Long before Donald Trump took office, he vowed to “make America great again.” His campaign was spearheaded by a promise to take control of America’s immigration problem. “Build a wall,” he proposed. Now nine months into his presidency the wall(s) have begun to take shape. The walls were constructed and displayed a few miles east of San Diego.

Workers have completed construction on eight prototype border walls. Next week, on October 26, the Department of Homeland Security will begin testing which designs will best serve the desired purpose of deterring illegal immigrants from entering the U.S.

U.S. Customs and Border Patrol have granted six contracts to eight companies to design and construct the wall. Four of the walls are made from reinforced concrete. The other walls are made of concrete and stronger materials such as steel. Some walls are equipped with sharp materials to discourage illegal crossing. Each model is 18 to 30 feet high and 30 feet long

Despite this major step in what appeared to be a fluff-filled statement, Americans should understand that any wall can be breeched. It will take more than a wall to discourage crossing.

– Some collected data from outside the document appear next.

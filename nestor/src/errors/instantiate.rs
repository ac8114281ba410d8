#[derive(thiserror::Error, Debug)]
pub enum InstantiateErrorKind {
    #[error(transparent)]
    Custom(#[from] anyhow::Error),
}
use core::any::TypeId;

use super::instantiate::InstantiateErrorKind;
use crate::any::TypeKey;

#[derive(thiserror::Error, Debug)]
pub enum ResolveErrorKind {
    #[error("No registration found for {type_key}")]
    Unregistered { type_key: TypeKey },
    #[error("{type_key} has neither a selected constructor nor a raw allocator")]
    AbstractType { type_key: TypeKey },
    #[error("Incorrect resolved type. Actual: {actual:?}, expected: {expected}")]
    IncorrectType { expected: TypeKey, actual: TypeId },
    #[error("Missing argument of type {expected}")]
    MissingArgument { expected: TypeKey },
    #[error("Failed to instantiate {type_key}: {source}")]
    Instantiate {
        type_key: TypeKey,
        #[source]
        source: InstantiateErrorKind,
    },
    #[error("Container is disposed")]
    Disposed,
}
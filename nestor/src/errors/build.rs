use alloc::{collections::BTreeMap, vec::Vec};
use core::fmt::{self, Display, Formatter};

use crate::any::TypeKey;

/// Lists reported by validation, keyed by the offending abstraction.
pub type DependencyPaths = BTreeMap<TypeKey, Vec<TypeKey>>;

#[derive(thiserror::Error, Debug)]
pub enum BuildErrorKind {
    #[error("Missing dependencies: {}", DisplayPaths::list(.missing))]
    MissingDependency { missing: DependencyPaths },
    #[error("Circular dependencies: {}", DisplayPaths::chain(.cycles))]
    CircularDependency { cycles: DependencyPaths },
    #[error("Builder has already been built")]
    AlreadyBuilt,
    #[error("Parent container is disposed")]
    Disposed,
}

struct DisplayPaths<'a> {
    paths: &'a DependencyPaths,
    chain: bool,
}

impl<'a> DisplayPaths<'a> {
    const fn list(paths: &'a DependencyPaths) -> Self {
        Self { paths, chain: false }
    }

    const fn chain(paths: &'a DependencyPaths) -> Self {
        Self { paths, chain: true }
    }
}

impl Display for DisplayPaths<'_> {
    fn fmt(&self, f: &mut Formatter<'_>) -> fmt::Result {
        for (index, (type_key, path)) in self.paths.iter().enumerate() {
            if index > 0 {
                f.write_str("; ")?;
            }
            write!(f, "{type_key}: ")?;
            if !self.chain {
                f.write_str("[")?;
            }
            for (index, type_key) in path.iter().enumerate() {
                if index > 0 {
                    f.write_str(if self.chain { " -> " } else { ", " })?;
                }
                write!(f, "{type_key}")?;
            }
            if !self.chain {
                f.write_str("]")?;
            }
        }
        Ok(())
    }
}

#[cfg(test)]
mod tests {
    extern crate std;

    use super::{BuildErrorKind, DependencyPaths};
    use crate::any::TypeKey;

    use alloc::{
        format,
        string::{String, ToString as _},
        vec,
    };
    use tracing_test::traced_test;

    struct A;
    struct B;
    struct C;

    #[test]
    #[traced_test]
    fn test_display_lists_every_offender() {
        let mut missing = DependencyPaths::new();
        missing.insert(TypeKey::of::<A>(), vec![TypeKey::of::<B>(), TypeKey::of::<C>()]);
        let message = BuildErrorKind::MissingDependency { missing }.to_string();
        assert!(message.contains("A: ["));
        assert!(message.contains("B, "));
        assert!(message.ends_with("C]"));

        let mut cycles = DependencyPaths::new();
        cycles.insert(
            TypeKey::of::<A>(),
            vec![TypeKey::of::<A>(), TypeKey::of::<B>(), TypeKey::of::<A>()],
        );
        let message = BuildErrorKind::CircularDependency { cycles }.to_string();
        assert_eq!(message.matches(" -> ").count(), 2);
    }
}
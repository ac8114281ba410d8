macro_rules! all_the_tuples {
    ($name:ident) => {
        $name!([]);
        $name!([T1]);
        $name!([T1, T2]);
        $name!([T1, T2, T3]);
        $name!([T1, T2, T3, T4]);
        $name!([T1, T2, T3, T4, T5]);
        $name!([T1, T2, T3, T4, T5, T6]);
        $name!([T1, T2, T3, T4, T5, T6, T7]);
        $name!([T1, T2, T3, T4, T5, T6, T7, T8]);
        $name!([T1, T2, T3, T4, T5, T6, T7, T8, T9]);
        $name!([T1, T2, T3, T4, T5, T6, T7, T8, T9, T10]);
        $name!([T1, T2, T3, T4, T5, T6, T7, T8, T9, T10, T11]);
        $name!([T1, T2, T3, T4, T5, T6, T7, T8, T9, T10, T11, T12]);
        $name!([T1, T2, T3, T4, T5, T6, T7, T8, T9, T10, T11, T12, T13]);
        $name!([T1, T2, T3, T4, T5, T6, T7, T8, T9, T10, T11, T12, T13, T14]);
        $name!([T1, T2, T3, T4, T5, T6, T7, T8, T9, T10, T11, T12, T13, T14, T15]);
        $name!([T1, T2, T3, T4, T5, T6, T7, T8, T9, T10, T11, T12, T13, T14, T15, T16]);
    };
}

/// Declares that each listed implementation can be bound to the abstraction `$base`,
/// usually a trait object.
///
/// # Example
/// ```
/// use nestor::{interface, Describe, Injectable};
///
/// trait Repository: Send + Sync {}
///
/// struct InMemoryRepository;
///
/// impl Repository for InMemoryRepository {}
///
/// impl Injectable for InMemoryRepository {
///     fn describe(ty: &mut Describe<Self>) {
///         ty.constructor(|| InMemoryRepository);
///     }
/// }
///
/// interface!(dyn Repository = [InMemoryRepository]);
/// ```
#[macro_export]
macro_rules! interface {
    ($base:ty = [$($implementation:ty),* $(,)?]) => {
        $(
            impl $crate::Upcast<$base> for $implementation {
                #[inline]
                fn upcast(self: $crate::__private::Arc<Self>) -> $crate::__private::Arc<$base> {
                    self
                }
            }
        )*
    };
}
#![allow(dead_code)]

use criterion::{criterion_group, criterion_main, Criterion};
use nestor::{Builder, CompiledInjector, Container, Describe, Inject, Injectable, Injector, Lifetime, ReflectionInjector};
use std::sync::Arc;

struct A(Arc<B>, Arc<C>);
struct B(i32);
struct C(Arc<CA>);
struct CA(Arc<CAA>);
struct CAA(Arc<CAAA>);
struct CAAA;

impl Injectable for A {
    fn describe(ty: &mut Describe<Self>) {
        ty.constructor(|Inject(b): Inject<B>, Inject(c): Inject<C>| A(b, c));
    }
}

impl Injectable for B {
    fn describe(ty: &mut Describe<Self>) {
        ty.constructor(|| B(2));
    }
}

impl Injectable for C {
    fn describe(ty: &mut Describe<Self>) {
        ty.constructor(|Inject(ca): Inject<CA>| C(ca));
    }
}

impl Injectable for CA {
    fn describe(ty: &mut Describe<Self>) {
        ty.constructor(|Inject(caa): Inject<CAA>| CA(caa));
    }
}

impl Injectable for CAA {
    fn describe(ty: &mut Describe<Self>) {
        ty.constructor(|Inject(caaa): Inject<CAAA>| CAA(caaa));
    }
}

impl Injectable for CAAA {
    fn describe(ty: &mut Describe<Self>) {
        ty.constructor(|| CAAA);
    }
}

fn container(injector: Arc<dyn Injector>, lifetime: Lifetime) -> Container {
    Builder::with_injector(injector)
        .register_self::<A>(lifetime)
        .register_self::<B>(lifetime)
        .register_self::<C>(lifetime)
        .register_self::<CA>(lifetime)
        .register_self::<CAA>(lifetime)
        .register_self::<CAAA>(lifetime)
        .build()
        .unwrap()
}

fn criterion_benchmark(c: &mut Criterion) {
    c.bench_function("reflection_get_transient_many", |b| {
        let container = container(Arc::new(ReflectionInjector::new()), Lifetime::Transient);
        b.iter(|| container.get::<A>().unwrap());
    })
    .bench_function("compiled_get_transient_many", |b| {
        let container = container(Arc::new(CompiledInjector::new()), Lifetime::Transient);
        b.iter(|| container.get::<A>().unwrap());
    })
    .bench_function("get_singleton_many", |b| {
        let container = container(Arc::new(CompiledInjector::new()), Lifetime::Singleton);
        b.iter(|| container.get::<A>().unwrap());
    })
    .bench_function("get_scoped_in_new_scope", |b| {
        let container = container(Arc::new(CompiledInjector::new()), Lifetime::Scoped);
        b.iter(|| {
            let scope = container.create_scope().unwrap();
            scope.get::<A>().unwrap()
        });
    })
    .bench_function("build_root", |b| {
        b.iter(|| container(Arc::new(ReflectionInjector::new()), Lifetime::Singleton));
    });
}

criterion_group!(benches, criterion_benchmark);
criterion_main!(benches);
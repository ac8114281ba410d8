use alloc::{collections::BTreeMap, sync::Arc, vec::Vec};
use core::any::Any;
use parking_lot::Mutex;
use tracing::{debug, error};

use super::Injector;
use crate::{
    any::TypeKey,
    descriptor::{CompiledApplyFn, CompiledConstructFn, Object},
    errors::ResolveErrorKind,
    metadata::{InjectionInfo, TypeMetadataCache},
    resolver::Resolver,
};

type CreateFn = Arc<dyn Fn(&dyn Resolver) -> Result<Object, ResolveErrorKind> + Send + Sync>;
type InjectFn = Arc<dyn Fn(&mut (dyn Any + Send + Sync + 'static), &dyn Resolver) -> Result<(), ResolveErrorKind> + Send + Sync>;

/// Composes one specialized create closure and one inject closure per type on first use, then replays them.
///
/// The closures call the monomorphized members directly, so no argument vectors are built per call.
pub struct CompiledInjector {
    metadata: Arc<TypeMetadataCache>,
    creators: Mutex<BTreeMap<TypeKey, CreateFn>>,
    injectors: Mutex<BTreeMap<TypeKey, InjectFn>>,
}

impl CompiledInjector {
    #[inline]
    #[must_use]
    pub fn new() -> Self {
        Self::with_metadata(Arc::new(TypeMetadataCache::new()))
    }

    #[inline]
    #[must_use]
    pub fn with_metadata(metadata: Arc<TypeMetadataCache>) -> Self {
        Self {
            metadata,
            creators: Mutex::new(BTreeMap::new()),
            injectors: Mutex::new(BTreeMap::new()),
        }
    }

    /// Compiles the closures of every type in `type_keys` ahead of the first resolution.
    pub fn warm_up<I>(&self, type_keys: I)
    where
        I: IntoIterator<Item = TypeKey>,
    {
        for type_key in type_keys {
            let _ = self.creator(type_key);
            let _ = self.injector(type_key);
        }
    }

    /// Number of types with a compiled create closure.
    #[inline]
    #[must_use]
    pub fn compiled_len(&self) -> usize {
        self.creators.lock().len()
    }

    fn creator(&self, type_key: TypeKey) -> CreateFn {
        if let Some(create) = self.creators.lock().get(&type_key) {
            return Arc::clone(create);
        }

        let create = compile_create(&self.metadata.get_info(type_key));
        if !self.metadata.is_described(type_key) {
            return create;
        }
        debug!(%type_key, "Create compiled");

        Arc::clone(self.creators.lock().entry(type_key).or_insert(create))
    }

    fn injector(&self, type_key: TypeKey) -> InjectFn {
        if let Some(inject) = self.injectors.lock().get(&type_key) {
            return Arc::clone(inject);
        }

        let inject = compile_inject(&self.metadata.get_info(type_key));
        if !self.metadata.is_described(type_key) {
            return inject;
        }
        debug!(%type_key, "Inject compiled");

        Arc::clone(self.injectors.lock().entry(type_key).or_insert(inject))
    }
}

fn compile_create(info: &InjectionInfo) -> CreateFn {
    if let Some(constructor) = info.constructor() {
        let construct: CompiledConstructFn = Arc::clone(&constructor.compiled);
        return construct;
    }

    if let Some(allocate) = info.allocator() {
        let allocate = Arc::clone(allocate);
        return Arc::new(move |_: &dyn Resolver| Ok(allocate()));
    }

    let type_key = info.type_key();
    Arc::new(move |_: &dyn Resolver| {
        let err = ResolveErrorKind::AbstractType { type_key };
        error!("{}", err);
        Err(err)
    })
}

fn compile_inject(info: &InjectionInfo) -> InjectFn {
    let steps = info
        .fields()
        .iter()
        .chain(info.properties())
        .chain(info.methods())
        .map(|member| Arc::clone(&member.compiled))
        .collect::<Vec<CompiledApplyFn>>();

    Arc::new(
        move |object: &mut (dyn Any + Send + Sync + 'static), resolver: &dyn Resolver| {
            for step in &steps {
                step(&mut *object, resolver)?;
            }
            Ok(())
        },
    )
}

impl Default for CompiledInjector {
    fn default() -> Self {
        Self::new()
    }
}

impl Injector for CompiledInjector {
    #[inline]
    fn metadata(&self) -> &TypeMetadataCache {
        &self.metadata
    }

    #[inline]
    fn create_object(&self, type_key: TypeKey, resolver: &dyn Resolver) -> Result<Object, ResolveErrorKind> {
        self.creator(type_key)(resolver)
    }

    #[inline]
    fn inject(
        &self,
        type_key: TypeKey,
        object: &mut (dyn Any + Send + Sync + 'static),
        resolver: &dyn Resolver,
    ) -> Result<(), ResolveErrorKind> {
        self.injector(type_key)(object, resolver)
    }
}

The U.S.-Mexico border is approximately 1,933 miles long. 700 miles of which is already covered with a fence. However Border Patrol is significantly understaffed. One month after President Trump took office, Homeland Security Secretary John Kelly made his objectives very clear as he addressed Congress. “We’re going to get 10,000 and 5,000 on board within the next couple of years.” The figures refer to the goal to add 10,000 Immigration and Customs Enforcement (ICE) and 5000 Border Patrol Agents.

As the prototypes face evaluation, it’s important to note the complex geographic features of the border such as, long desert stretches and canyons prone to flooding. The wall needs to fulfill its purpose and remain cost efficient.

Former President George W. Bush has recently voiced his displeasure with the state of our nation. “Bigotry seems emboldened. Our politics seems more vulnerable to conspiracy theories,” he said. “We’ve seen nationalism distorted into nativism,” he said.